Waiting excitedly for Bubba God. She was one of my late starters last year. Still yielded 1.78 pounds, but I’m convinced I could have coaxed more out of her, and more potency by starting her three weeks earlier. That’s my goal for her this year. She is another lovely bedtime plant.
I have deep feelings about CBD God, which I hope to thoroughly document this season. She was the single prettiest plant Brenden and I have ever grown or worked on. They are all pretty, but this one was a festival of color last year. From the shocking pink stems, to the deep purpleing at flower time, she was the home to four different crab spiders for the summer. I don’t think it was a coincidence they migrated to that plant. Many bees napped on her, not far from yellow jackets. Brenden and I were entranced by her. She honestly made us both feel better while we worked on her. I can’t say I’ve ever experienced that same feeling working on any other plant. It’s one of the reasons I want to grow her again.
Have any of you looked up the Shiatsu Kush story? Well, allow me . . . This very special cultivar was developed on the Japanese island of Amami Oshima. It was created by growers working in association with Shiatsu masters. They wanted to develop a cultivar that addressed pain in the body. This cultivar was an underground hit in Japan before finally being introduced in 2012, where it was in the High Times top ten for the year. There were all kinds of rumors about this plant, and the good folks at BC Buds finally travelled to Japan and secured a stash of seeds for the world. We grew it for the first time two years ago, and loved it. There’s only a little CBG and CBD, but it’s not advertised as a CBD plant. Not unlike Karen reaching for the White Widow for pain, Shiatsu Kush is my go-to cultivar for general and rather specific body pain that I have. This is another primarily THC plant, with an interesting, diverse and effective terpene profile that provides real pain relief, at least for me, along with a nice balanced buzz.

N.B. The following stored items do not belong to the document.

use anyhow::{bail, Context, Result};
use chrono::{Local, TimeZone};
use clap::Args;
use comfy_table::{
    modifiers::UTF8_ROUND_CORNERS, presets::UTF8_FULL, Attribute, Cell, Color, Table,
};
use std::path::PathBuf;
use std::time::Duration;
use tracing::info;

use crate::api::models::{Deployment, DeploymentState};
use crate::api::RestClient;
use crate::deployment::{
    create_deployment, get_deployments, install_deployments, parse_filter_expression,
    promote_deployments, sort_by_app_server, sort_by_state_then_app_server, Confirm,
    CreateDeploymentOptions, DeployError, DeploymentFilter, DeploymentQuery, InstallOptions,
    PromoteOptions, PromotionOutcome, SuccessPolicy,
};

#[derive(Args, Debug, Clone)]
pub struct GetArgs {
    /// Application names
    #[arg(long = "app-name", short = 'n', alias = "appName", value_delimiter = ',')]
    pub app_names: Vec<String>,
    /// Application server names
    #[arg(long = "app-server", short = 'a', alias = "appServer", value_delimiter = ',')]
    pub app_servers: Vec<String>,
    /// Deployment states (e.g. success, failed, progress)
    #[arg(
        long = "deployment-state",
        short = 'd',
        alias = "deploymentState",
        value_delimiter = ','
    )]
    pub states: Vec<DeploymentState>,
    /// Environment names
    #[arg(long = "environment", short = 'e', value_delimiter = ',')]
    pub environments: Vec<String>,
    /// Only the latest deployment per app server and environment
    #[arg(long, short = 'l', alias = "onlyLatest")]
    pub only_latest: bool,
    #[arg(long, short = 't', alias = "trackingId")]
    pub tracking_id: Option<i64>,
    /// Deployment ids
    #[arg(long = "id", short = 'i', value_delimiter = ',')]
    pub ids: Vec<i64>,
    /// Raw filter in JSON, e.g. '[{"name":"Environment","comp":"eq","val":"Y"}]'
    #[arg(
        long,
        short = 'f',
        conflicts_with_all = ["app_names", "app_servers", "states", "environments", "only_latest", "tracking_id", "ids"]
    )]
    pub filter: Option<String>,
}

impl GetArgs {
    fn query(&self) -> Result<DeploymentQuery> {
        if let Some(raw) = &self.filter {
            return Ok(DeploymentQuery::Expression(parse_filter_expression(raw)?));
        }

        Ok(DeploymentQuery::Filter(DeploymentFilter {
            ids: self.ids.clone(),
            app_names: self.app_names.clone(),
            app_servers: self.app_servers.clone(),
            states: self.states.clone(),
            environments: self.environments.clone(),
            tracking_id: self.tracking_id,
            only_latest: self.only_latest,
        }))
    }
}

#[derive(Args, Debug, Clone)]
pub struct CreateArgs {
    /// Application server name
    #[arg(long, short = 'a', alias = "appServer", default_value = "")]
    pub app_server: String,
    /// Application names, paired by position with --version
    #[arg(long = "app-name", short = 'n', alias = "appName", value_delimiter = ',')]
    pub app_names: Vec<String>,
    /// Application versions
    #[arg(long = "version", short = 'v', value_delimiter = ',')]
    pub app_versions: Vec<String>,
    /// Target environment
    #[arg(long, short = 'e')]
    pub environment: String,
    #[arg(long, short = 'r')]
    pub release: Option<String>,
    /// Deployment date 'YYYY-MM-DD hh:mm' or 'DD.MM.YYYY hh:mm' (default: now)
    #[arg(long = "date", short = 'd')]
    pub deployment_date: Option<String>,
    /// Run the shakedown test after the deployment
    #[arg(long, short = 's', alias = "executeShakeDownTest")]
    pub execute_shakedown_test: bool,
    /// Deployment parameter keys, paired by position with --value
    #[arg(long = "key", short = 'k', value_delimiter = ',')]
    pub keys: Vec<String>,
    /// Deployment parameter values
    #[arg(long = "value", short = 'x', value_delimiter = ',')]
    pub values: Vec<String>,
    /// Wait until the deployment succeeded or failed
    #[arg(long, short = 'w')]
    pub wait: bool,
    /// Max wait time in seconds
    #[arg(long = "max-wait-time", short = 't', alias = "maxWaitTime", default_value_t = 600)]
    pub max_wait_secs: u64,
    /// Copy the applications of the latest deployment in this environment
    #[arg(long, short = 'f', alias = "fromEnvironment")]
    pub from_environment: Option<String>,
    #[arg(long)]
    pub simulate: bool,
    #[arg(long)]
    pub request_only: bool,
    #[arg(long)]
    pub send_email: bool,
    #[arg(long)]
    pub neighbourhood_test: bool,
}

impl From<&CreateArgs> for CreateDeploymentOptions {
    fn from(args: &CreateArgs) -> Self {
        CreateDeploymentOptions {
            app_server: args.app_server.clone(),
            app_names: args.app_names.clone(),
            app_versions: args.app_versions.clone(),
            environment: args.environment.clone(),
            release: args.release.clone(),
            deployment_date: args.deployment_date.clone(),
            execute_shakedown_test: args.execute_shakedown_test,
            keys: args.keys.clone(),
            values: args.values.clone(),
            send_email: args.send_email,
            request_only: args.request_only,
            simulate: args.simulate,
            neighbourhood_test: args.neighbourhood_test,
            wait: args.wait,
            max_wait: Duration::from_secs(args.max_wait_secs),
            from_environment: args.from_environment.clone(),
        }
    }
}

#[derive(Args, Debug, Clone)]
pub struct PromoteArgs {
    /// Target environment
    #[arg(long, short = 'e')]
    pub environment: String,
    /// Environment whose latest successful deployments are promoted
    #[arg(long, short = 'f', alias = "fromEnvironment")]
    pub from_environment: String,
    /// Deployment date 'YYYY-MM-DD hh:mm' or 'DD.MM.YYYY hh:mm' (default: now)
    #[arg(long = "date", short = 'd')]
    pub deployment_date: Option<String>,
    #[arg(long, short = 's', alias = "executeShakeDownTest")]
    pub execute_shakedown_test: bool,
    /// Wait until all deployments succeeded or failed
    #[arg(long, short = 'w')]
    pub wait: bool,
    /// Max wait time in seconds
    #[arg(long = "max-wait-time", short = 't', alias = "maxWaitTime", default_value_t = 600)]
    pub max_wait_secs: u64,
    /// Only promote these app servers (default: the whole environment)
    #[arg(long = "whitelist-app-server", short = 'a', alias = "whitelistAppServer", value_delimiter = ',')]
    pub whitelist_app_servers: Vec<String>,
    /// App servers to leave out
    #[arg(long = "blacklist-app-server", short = 'b', alias = "blacklistAppServer", value_delimiter = ',')]
    pub blacklist_app_servers: Vec<String>,
    /// Runtimes to leave out
    #[arg(long = "blacklist-runtime", short = 'r', alias = "blacklistRuntime", value_delimiter = ',')]
    pub blacklist_runtimes: Vec<String>,
    /// No confirmation prompt
    #[arg(long, short = 'c')]
    pub silent: bool,
    /// Treat rejected deployments as a failed promotion
    #[arg(long)]
    pub strict: bool,
}

impl From<&PromoteArgs> for PromoteOptions {
    fn from(args: &PromoteArgs) -> Self {
        PromoteOptions {
            environment: args.environment.clone(),
            from_environment: args.from_environment.clone(),
            deployment_date: args.deployment_date.clone(),
            execute_shakedown_test: args.execute_shakedown_test,
            wait: args.wait,
            max_wait: Duration::from_secs(args.max_wait_secs),
            whitelist_app_servers: args.whitelist_app_servers.clone(),
            blacklist_app_servers: args.blacklist_app_servers.clone(),
            blacklist_runtimes: args.blacklist_runtimes.clone(),
            silent: args.silent,
        }
    }
}

#[derive(Args, Debug, Clone)]
pub struct InstallArgs {
    /// Target environment
    #[arg(long, short = 'e')]
    pub environment: String,
    /// Environment whose latest successful deployments are installed
    #[arg(long, short = 'f', alias = "fromEnvironment")]
    pub from_environment: String,
    /// Deployment date 'YYYY-MM-DD hh:mm' or 'DD.MM.YYYY hh:mm' (default: now)
    #[arg(long = "date", short = 'd')]
    pub deployment_date: Option<String>,
    #[arg(long, short = 's', alias = "executeShakeDownTest")]
    pub execute_shakedown_test: bool,
    #[arg(long, short = 'w')]
    pub wait: bool,
    /// Max wait time in seconds
    #[arg(long = "max-wait-time", short = 't', alias = "maxWaitTime", default_value_t = 600)]
    pub max_wait_secs: u64,
    /// File with one app server per line that should not be deployed
    #[arg(long, short = 'b')]
    pub blacklist: Option<PathBuf>,
}

impl From<&InstallArgs> for InstallOptions {
    fn from(args: &InstallArgs) -> Self {
        InstallOptions {
            environment: args.environment.clone(),
            from_environment: args.from_environment.clone(),
            deployment_date: args.deployment_date.clone(),
            execute_shakedown_test: args.execute_shakedown_test,
            wait: args.wait,
            max_wait: Duration::from_secs(args.max_wait_secs),
            blacklist_file: args.blacklist.clone(),
        }
    }
}

/// List deployments matching the given filter
pub async fn get(client: &dyn RestClient, args: &GetArgs) -> Result<()> {
    let query = args.query()?;
    let mut deployments = get_deployments(client, &query)
        .await
        .context("Failed to get deployments")?;

    if deployments.is_empty() {
        println!("No deployments found");
        return Ok(());
    }

    sort_by_app_server(&mut deployments);
    print_deployments(&deployments);
    Ok(())
}

/// Create one deployment; a `failed` result is a command failure
pub async fn create(client: &dyn RestClient, args: &CreateArgs) -> Result<()> {
    let options = CreateDeploymentOptions::from(args);
    let deployment = create_deployment(client, &options)
        .await
        .map_err(show_carried_deployments)?;

    print_deployments(std::slice::from_ref(&deployment));

    if deployment.state == DeploymentState::Failed {
        bail!(
            "Deployment of {} on environment {} failed",
            deployment.app_server_name,
            deployment.environment_name
        );
    }
    Ok(())
}

pub async fn promote(
    client: &dyn RestClient,
    confirm: &dyn Confirm,
    args: &PromoteArgs,
) -> Result<()> {
    let policy = if args.strict {
        SuccessPolicy::Strict
    } else {
        SuccessPolicy::AllowRejected
    };

    let outcome = promote_deployments(client, confirm, &PromoteOptions::from(args))
        .await
        .map_err(show_carried_deployments)?;

    if !report(&outcome) {
        return Ok(());
    }

    if !outcome.succeeded(policy) {
        bail!(
            "Promotion from {} to {} did not succeed",
            args.from_environment,
            args.environment
        );
    }
    Ok(())
}

pub async fn install(
    client: &dyn RestClient,
    confirm: &dyn Confirm,
    args: &InstallArgs,
) -> Result<()> {
    let outcome = install_deployments(client, confirm, &InstallOptions::from(args))
        .await
        .map_err(show_carried_deployments)?;

    if !report(&outcome) {
        return Ok(());
    }

    if outcome.any_failed() {
        bail!(
            "Installation from {} to {} has failed deployments",
            args.from_environment,
            args.environment
        );
    }
    Ok(())
}

/// Print a batch result, returns false when nothing was deployed
fn report(outcome: &PromotionOutcome) -> bool {
    if outcome.declined {
        info!("Nothing deployed");
        return false;
    }
    if outcome.deployments.is_empty() {
        println!("No deployments created");
        return false;
    }

    let mut deployments = outcome.deployments.clone();
    sort_by_state_then_app_server(&mut deployments);
    print_deployments(&deployments);
    true
}

/// Deployments carried by an error are printed before the error is reported
fn show_carried_deployments(err: DeployError) -> anyhow::Error {
    let deployments = err.deployments();
    if !deployments.is_empty() {
        let mut deployments = deployments.to_vec();
        sort_by_state_then_app_server(&mut deployments);
        print_deployments(&deployments);
    }
    anyhow::Error::new(err)
}

fn print_deployments(deployments: &[Deployment]) {
    println!("{}", deployment_table(deployments));
}

fn deployment_table(deployments: &[Deployment]) -> Table {
    let mut table = Table::new();
    table
        .load_preset(UTF8_FULL)
        .apply_modifier(UTF8_ROUND_CORNERS)
        .set_header(vec![
            Cell::new("APP SERVER").add_attribute(Attribute::Bold),
            Cell::new("ENV").add_attribute(Attribute::Bold),
            Cell::new("RELEASE").add_attribute(Attribute::Bold),
            Cell::new("DATE").add_attribute(Attribute::Bold),
            Cell::new("STATE").add_attribute(Attribute::Bold),
            Cell::new("TRACKING ID").add_attribute(Attribute::Bold),
            Cell::new("APPLICATIONS").add_attribute(Attribute::Bold),
        ]);

    for deployment in deployments {
        let state_cell = match deployment.state {
            DeploymentState::Success => Cell::new(deployment.state).fg(Color::Green),
            DeploymentState::Failed => Cell::new(deployment.state).fg(Color::Red),
            state if state.is_terminal() => Cell::new(state).fg(Color::Yellow),
            _ => Cell::new(deployment.state),
        };

        let apps = deployment
            .apps_with_version
            .iter()
            .map(|app| app.to_string())
            .collect::<Vec<_>>()
            .join("\n");

        table.add_row(vec![
            Cell::new(&deployment.app_server_name),
            Cell::new(&deployment.environment_name),
            Cell::new(deployment.release_name.as_deref().unwrap_or("-")),
            Cell::new(format_date(deployment.deployment_date)),
            state_cell,
            Cell::new(deployment.tracking_id),
            Cell::new(apps),
        ]);
    }

    table
}

/// Epoch milliseconds as local `YYYY-MM-DDThh:mm`
fn format_date(millis: Option<i64>) -> String {
    millis
        .and_then(|ms| Local.timestamp_millis_opt(ms).single())
        .map(|date| date.format("%Y-%m-%dT%H:%M").to_string())
        .unwrap_or_else(|| "-".to_string())
}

We grew Rainbow Kush for the first time last year, and she’s another balanced keeper. We did not experience the color fest in our flowers that cultivar is capable of producing. It requires just the right mixture of heat, humidity and especially, cold, to bring her full colors to vision. But she’s such a pleasant plant for the body and mind, we’ll grow her again this year and see what happens. It would not suck if she turned all kinds of colors for this blog.
Finally, there is the White Widow. Many of you have had experience with this famous cultivar. She’s kind of miraculous. She gives energy and a boost of well being without any hint of a sativa clown car running amok in the brain. White Widow gives every member of our family creative energy. It’s uncanny. As a family, we are in awe of this cultivar. That she grows well here has guaranteed her a place in our crop every year. We grew two last year, and our total harvest was 5.1 pounds. By the way, the idea to grow this cultivar came from an online Extract Craft users group, comprised mostly of people in chronic pain. This is a popular cultivar in that group. In particular, people with Rheumatoid Arthritis speak highly of this plant for pain. When Karen told me this, I had seeds on the way within an hour. As a bonus, White Widow does very well growing with periodic shade.
So that’s what’s growing in the cottage right now. So far, so good. Sexing begins in five days, so some of the current cast have not long before being pulled and tossed into our green bin, pollen sacks and all.
Addendum on May 4: Just started two more feminized AC/DC. We’ve decided to grow three of this cultivar this year. The feminized White Widow and Rainbow Kush have sprouted and are standing tall.